“I’m back in this fight,” Lula said in Sao Paulo yesterday.
He returned without leaving. Lula where he has always been in a power struggle for the last four decades.
In May 1982, one afternoon in the forties, he made his debut as a candidate, during a campaign parade on the sidewalk of Rua Das Flores in central Curitiba.
He was a smiling bearded man, waving to strangers in the middle of a group with a vague Workers Party banner and improvised poster, where only eight weeks of existence was recognized by the electoral tribunal.
A small band animates the procession, paving the way for Boca Maldita, where the Curitiba tradition recommends the full exercise of the freedom to speak badly about everything and everyone, starting with friends.
Six months later, he ran for governor of So Paulo. He lost to Andre Franco Montero from MDB, but dropped out of fourth place with 10.7% of the vote.
In 1982, Luiz Inacio, nicknamed “Biano” at the Metallurgical Union in the ABC region of Sao Paulo, changed his name to Luis Inacio Lula da Silva in his birth certificate. Two years later he was elected federal deputy, participated in the Constituent Assembly, and in 1989 he reached the second round of the first presidential election by direct vote. He lost to Fernando Caller, who was removed from power in an impeachment led by PT.
Since then, he has turned rallies into a summons, as he did yesterday: “It is more of a summons than a political action. To men and women of all generations, all classes, religions, castes and regions of the country. To restore democracy and restore sovereignty. “
The difference from the previous campaigns was in the well-organized text of the speech, in contrast to the usual verbal violence of the opponent in a weak voice and a few improvisations and studied moderate tunes, who did not even name but blamed the crisis for 45. Minutes
He spoke in support of the US Alliance, but said that maintaining some independence was not the answer.
He publicly fired his former chief of staff, Jose Derseiu, and his successor in the presidency, Dilma Rousseff, from his ministry, five months before the start of the vote, and showed himself in the “high jump” to ensure electoral victory. “I want to tell you, Dilma, you will not be my minister, but you will be my partner …”

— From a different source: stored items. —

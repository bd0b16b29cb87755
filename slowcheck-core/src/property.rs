//! Property definitions and the trial/shrink runner.

use crate::data::{Config, Seed, Source};
use crate::error::{PropertyResult, Result, ShrinkStep, SlowcheckError};
use crate::gen::Gen;
use crate::tree::Tree;
use std::fmt::Debug;
use std::panic::{catch_unwind, AssertUnwindSafe};
use std::sync::atomic::{AtomicBool, Ordering};

enum TrialEval {
    Pass,
    Fail { assertion: Option<String> },
}

/// A property: a generator paired with a predicate over its values.
///
/// A run draws values until a trial fails, then searches the failing
/// value's shrink candidates for the smallest value that still fails,
/// and reports it together with the seed that reproduces the run.
pub struct Property<T> {
    generator: Gen<T>,
    predicate: Box<dyn Fn(&T) -> bool>,
    variable_name: Option<String>,
}

impl<T> Property<T>
where
    T: Debug + Clone + 'static,
{
    /// Create a property from a generator and a predicate.
    pub fn new<F>(generator: Gen<T>, predicate: F) -> Self
    where
        F: Fn(&T) -> bool + 'static,
    {
        Property {
            generator,
            predicate: Box::new(predicate),
            variable_name: None,
        }
    }

    /// Create a property that checks a boolean condition.
    pub fn for_all<F>(generator: Gen<T>, condition: F) -> Self
    where
        F: Fn(&T) -> bool + 'static,
    {
        Property::new(generator, condition)
    }

    /// Create a property with a named variable for failure reports.
    pub fn for_all_named<F>(generator: Gen<T>, variable_name: &str, condition: F) -> Self
    where
        F: Fn(&T) -> bool + 'static,
    {
        let mut property = Property::new(generator, condition);
        property.variable_name = Some(variable_name.to_string());
        property
    }

    /// Run this property with the given configuration.
    pub fn run(&self, config: &Config) -> Result<PropertyResult> {
        self.run_internal(config, None, None, None)
    }

    /// Run with property name and module path recorded for reporting.
    pub fn run_with_context(
        &self,
        config: &Config,
        property_name: Option<&str>,
        module_path: Option<&str>,
    ) -> Result<PropertyResult> {
        self.run_internal(config, None, property_name, module_path)
    }

    /// Run, checking the cancellation flag between trials and between
    /// shrink candidates. Cancellation mid-shrink still reports the best
    /// counterexample found so far.
    pub fn run_cancellable(&self, config: &Config, cancel: &AtomicBool) -> Result<PropertyResult> {
        self.run_internal(config, Some(cancel), None, None)
    }

    fn run_internal(
        &self,
        config: &Config,
        cancel: Option<&AtomicBool>,
        property_name: Option<&str>,
        module_path: Option<&str>,
    ) -> Result<PropertyResult> {
        let root_seed = config.seed.unwrap_or_else(Seed::random);
        let mut seed = root_seed;
        let mut trials_run = 0usize;
        let mut consecutive_discards = 0usize;

        while trials_run < config.trials {
            if cancelled(cancel) {
                return Ok(PropertyResult::Aborted {
                    trials_run,
                    seed: root_seed,
                    property_name: property_name.map(String::from),
                    module_path: module_path.map(String::from),
                });
            }

            let (trial_seed, next_seed) = seed.split();
            seed = next_seed;
            let mut source = Source::new(trial_seed);

            let generated =
                catch_unwind(AssertUnwindSafe(|| self.generator.generate(config, &mut source)));
            let generated = match generated {
                Ok(result) => result,
                // A panic inside a mapping function is a mapping failure;
                // the trial is inconclusive, not a counterexample.
                Err(payload) => Err(SlowcheckError::MappingFailed {
                    reason: panic_message(&payload),
                }),
            };
            let tree = match generated {
                Ok(tree) => tree,
                Err(error) if error.is_discard() => {
                    consecutive_discards += 1;
                    if consecutive_discards >= config.discard_limit {
                        return Err(SlowcheckError::DegenerateGenerator {
                            discards: consecutive_discards,
                        });
                    }
                    continue;
                }
                Err(error) => return Err(error),
            };

            match self.eval(&tree.value) {
                TrialEval::Pass => {
                    trials_run += 1;
                    consecutive_discards = 0;
                }
                TrialEval::Fail { assertion } => {
                    let original = format!("{:?}", tree.value);
                    let (minimal, shrink_steps, shrinks_performed) =
                        self.shrink(&tree, config, cancel);
                    return Ok(PropertyResult::Failed {
                        counterexample: minimal,
                        original_counterexample: original,
                        trials_run: trials_run + 1,
                        shrinks_performed,
                        seed: root_seed,
                        property_name: property_name.map(String::from),
                        module_path: module_path.map(String::from),
                        assertion,
                        shrink_steps,
                    });
                }
            }
        }

        Ok(PropertyResult::Passed {
            trials_run,
            seed: root_seed,
            property_name: property_name.map(String::from),
            module_path: module_path.map(String::from),
        })
    }

    fn eval(&self, value: &T) -> TrialEval {
        match catch_unwind(AssertUnwindSafe(|| (self.predicate)(value))) {
            Ok(true) => TrialEval::Pass,
            Ok(false) => TrialEval::Fail {
                assertion: Some("Boolean Condition".to_string()),
            },
            // An exception during evaluation is evidence of a bug, not a
            // clean pass.
            Err(payload) => TrialEval::Fail {
                assertion: Some(format!("Predicate panicked: {}", panic_message(&payload))),
            },
        }
    }

    /// Greedy descent: the first candidate that still fails becomes the
    /// new current value and the search restarts from its own candidates.
    /// A round with no failing candidate ends the search.
    fn shrink(
        &self,
        tree: &Tree<T>,
        config: &Config,
        cancel: Option<&AtomicBool>,
    ) -> (String, Vec<ShrinkStep>, usize) {
        let mut current = tree.clone();
        let mut steps = vec![ShrinkStep {
            counterexample: format!("{:?}", current.value),
            step: 0,
            variable_name: self.variable_name.clone(),
        }];
        let mut accepted = 0usize;

        'descent: while accepted < config.shrink_limit {
            let candidates = match catch_unwind(AssertUnwindSafe(|| current.children())) {
                Ok(candidates) => candidates,
                // Candidate production failed; the current value stands.
                Err(_) => break,
            };
            for candidate in candidates {
                if cancelled(cancel) {
                    break 'descent;
                }
                if let TrialEval::Fail { .. } = self.eval(&candidate.value) {
                    accepted += 1;
                    steps.push(ShrinkStep {
                        counterexample: format!("{:?}", candidate.value),
                        step: accepted,
                        variable_name: self.variable_name.clone(),
                    });
                    current = candidate;
                    continue 'descent;
                }
            }
            break;
        }

        (format!("{:?}", current.value), steps, accepted)
    }
}

fn cancelled(cancel: Option<&AtomicBool>) -> bool {
    cancel.is_some_and(|flag| flag.load(Ordering::Relaxed))
}

fn panic_message(payload: &(dyn std::any::Any + Send)) -> String {
    if let Some(s) = payload.downcast_ref::<&str>() {
        (*s).to_string()
    } else if let Some(s) = payload.downcast_ref::<String>() {
        s.clone()
    } else {
        "unknown panic".to_string()
    }
}

/// Create a property for a generator and predicate.
pub fn for_all<T, F>(generator: Gen<T>, condition: F) -> Property<T>
where
    T: Debug + Clone + 'static,
    F: Fn(&T) -> bool + 'static,
{
    Property::for_all(generator, condition)
}

/// Create a property with a named variable for failure reports.
pub fn for_all_named<T, F>(generator: Gen<T>, variable_name: &str, condition: F) -> Property<T>
where
    T: Debug + Clone + 'static,
    F: Fn(&T) -> bool + 'static,
{
    Property::for_all_named(generator, variable_name, condition)
}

He presents a comprehensive assessment of the “destruction” of sovereignty – from public policy to state-controlled companies. He recalled that in a country ruled by an elected opponent, “living has become much more expensive” and families have become “indebted to food”.
In the conduct of politics, Lula is now a “pre” candidate for the PT and half a dozen parties, the same party that has always supported him in the first or second round of the last 33 years of presidential election. He never came back – he was a hero at Dilma’s rallies in 2010 and 2014, and, from Curitiba prison, he was ubiquitous in the campaign of Fernando Haddad, who lost to Zaire Balsonaro in 2018.

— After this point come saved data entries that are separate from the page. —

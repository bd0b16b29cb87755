//! Basic example demonstrating slowcheck property-based testing.

use slowcheck::*;

fn main() -> Result<()> {
    println!("Slowcheck Property-Based Testing Examples");
    println!();

    // Example 1: Integer property that holds
    println!("Testing integer property: x + 0 = x");
    let int_gen = Gen::int_range(-100, 100)?;
    let addition_prop = for_all(int_gen, |&x| x + 0 == x);
    println!("{}", addition_prop.run(&Config::default())?);
    println!();

    // Example 2: Property that should fail (to demonstrate shrinking)
    println!("Testing property that should fail: all integers are positive");
    let pos_gen = Gen::int_range(-10, 10)?;
    let positive_prop = for_all_named(pos_gen, "x", |&x| x > 0);
    println!("{}", positive_prop.run(&Config::default().with_trials(20))?);
    println!();

    // Example 3: Combining generators with map
    println!("Testing mapped generator: absolute value is always non-negative");
    let abs_gen = Gen::int_range(-100, 100)?.map(|&x| x.abs());
    let abs_prop = for_all(abs_gen, |&x| x >= 0);
    println!("{}", abs_prop.run(&Config::default())?);
    println!();

    // Example 4: Weighted choice between generators
    println!("Testing frequency generator: mostly small, sometimes large");
    let mixed = Gen::from_frequency(
        Frequency::new()
            .with_alternative(9, Gen::int_range(0, 9)?)?
            .with_alternative(1, Gen::int_range(1000, 9999)?)?,
    )?;
    let mixed_prop = for_all(mixed, |&x| x < 10_000);
    println!("{}", mixed_prop.run(&Config::default())?);
    println!();

    // Example 5: Derived character generators
    println!("Sampling ascii_letter (lowercase 9x as likely as uppercase)");
    let letters = Gen::ascii_letter();
    let config = Config::default();
    let mut source = Source::from_u64(42);
    let sample: String = (0..40)
        .map(|_| letters.generate(&config, &mut source).map(|t| t.value))
        .collect::<Result<_>>()?;
    println!("  {sample}");

    Ok(())
}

Contradictions with candidates for previous incarnations are highlighted in a subtle way: today’s Lula wants a blank check from voters to make the necessary changes to “the urgent task of restoring Brazil’s sovereignty.”

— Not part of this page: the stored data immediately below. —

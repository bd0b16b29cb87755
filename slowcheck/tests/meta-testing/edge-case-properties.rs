//! Edge case properties
//!
//! Degenerate ranges, exhausted filters, and boundary configurations.

use slowcheck::*;

/// Property: a single-value range always produces that value, and the
/// value cannot shrink.
pub fn test_single_value_range() {
    let gen = Gen::int_range(5, 5).unwrap();
    let config = Config::default();
    let mut source = Source::from_u64(31);
    for _ in 0..100 {
        let tree = gen.generate(&config, &mut source).unwrap();
        assert_eq!(tree.value, 5);
        assert!(tree.children().is_empty());
    }
}

/// Property: extreme ranges generate without overflow.
pub fn test_extreme_ranges() {
    let config = Config::default();

    let full = Gen::int_range(i64::MIN, i64::MAX).unwrap();
    let mut source = Source::from_u64(1);
    for _ in 0..100 {
        let _ = full.generate(&config, &mut source).unwrap().value;
    }

    let mut source = Source::from_u64(2);
    for _ in 0..100 {
        assert!(Gen::positive().generate(&config, &mut source).unwrap().value >= 1);
        assert!(Gen::natural().generate(&config, &mut source).unwrap().value >= 0);
    }
}

/// Property: an unsatisfiable filter exhausts its configured budget and
/// errors instead of hanging.
pub fn test_filter_exhaustion_respects_budget() {
    let gen = Gen::int_range(1, 1).unwrap().filter(|&v| v != 1);

    let mut source = Source::from_u64(0);
    match gen.generate(&Config::default(), &mut source) {
        Err(SlowcheckError::FilterExhausted { retries }) => assert_eq!(retries, 100),
        other => panic!("Expected FilterExhausted, got: {other:?}"),
    }

    let tight = Config::default().with_filter_retries(7);
    let mut source = Source::from_u64(0);
    match gen.generate(&tight, &mut source) {
        Err(SlowcheckError::FilterExhausted { retries }) => assert_eq!(retries, 7),
        other => panic!("Expected FilterExhausted, got: {other:?}"),
    }
}

/// Property: zero configured trials pass vacuously.
pub fn test_zero_trials_pass() {
    let gen = Gen::int_range(0, 10).unwrap();
    let prop = for_all(gen, |_| false);
    let config = Config::default().with_trials(0);

    match prop.run(&config).unwrap() {
        PropertyResult::Passed { trials_run, .. } => assert_eq!(trials_run, 0),
        other => panic!("Expected vacuous pass, got: {other:?}"),
    }
}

In yesterday’s long speech, he deserved an explanation of exactly what and how he wanted to do it. Both to “protect” Amazon and “recover” lost industrialization, among other things, “cheap credit”, “good jobs”, “increase” wages above inflation.
He thinks he deserves a blank check because, as he told Time magazine’s Ciara Nujant, he understands that he “should not be the only candidate’s concern” – with economic implications – “because I’ve been president twice.” And it is enough to vote for him.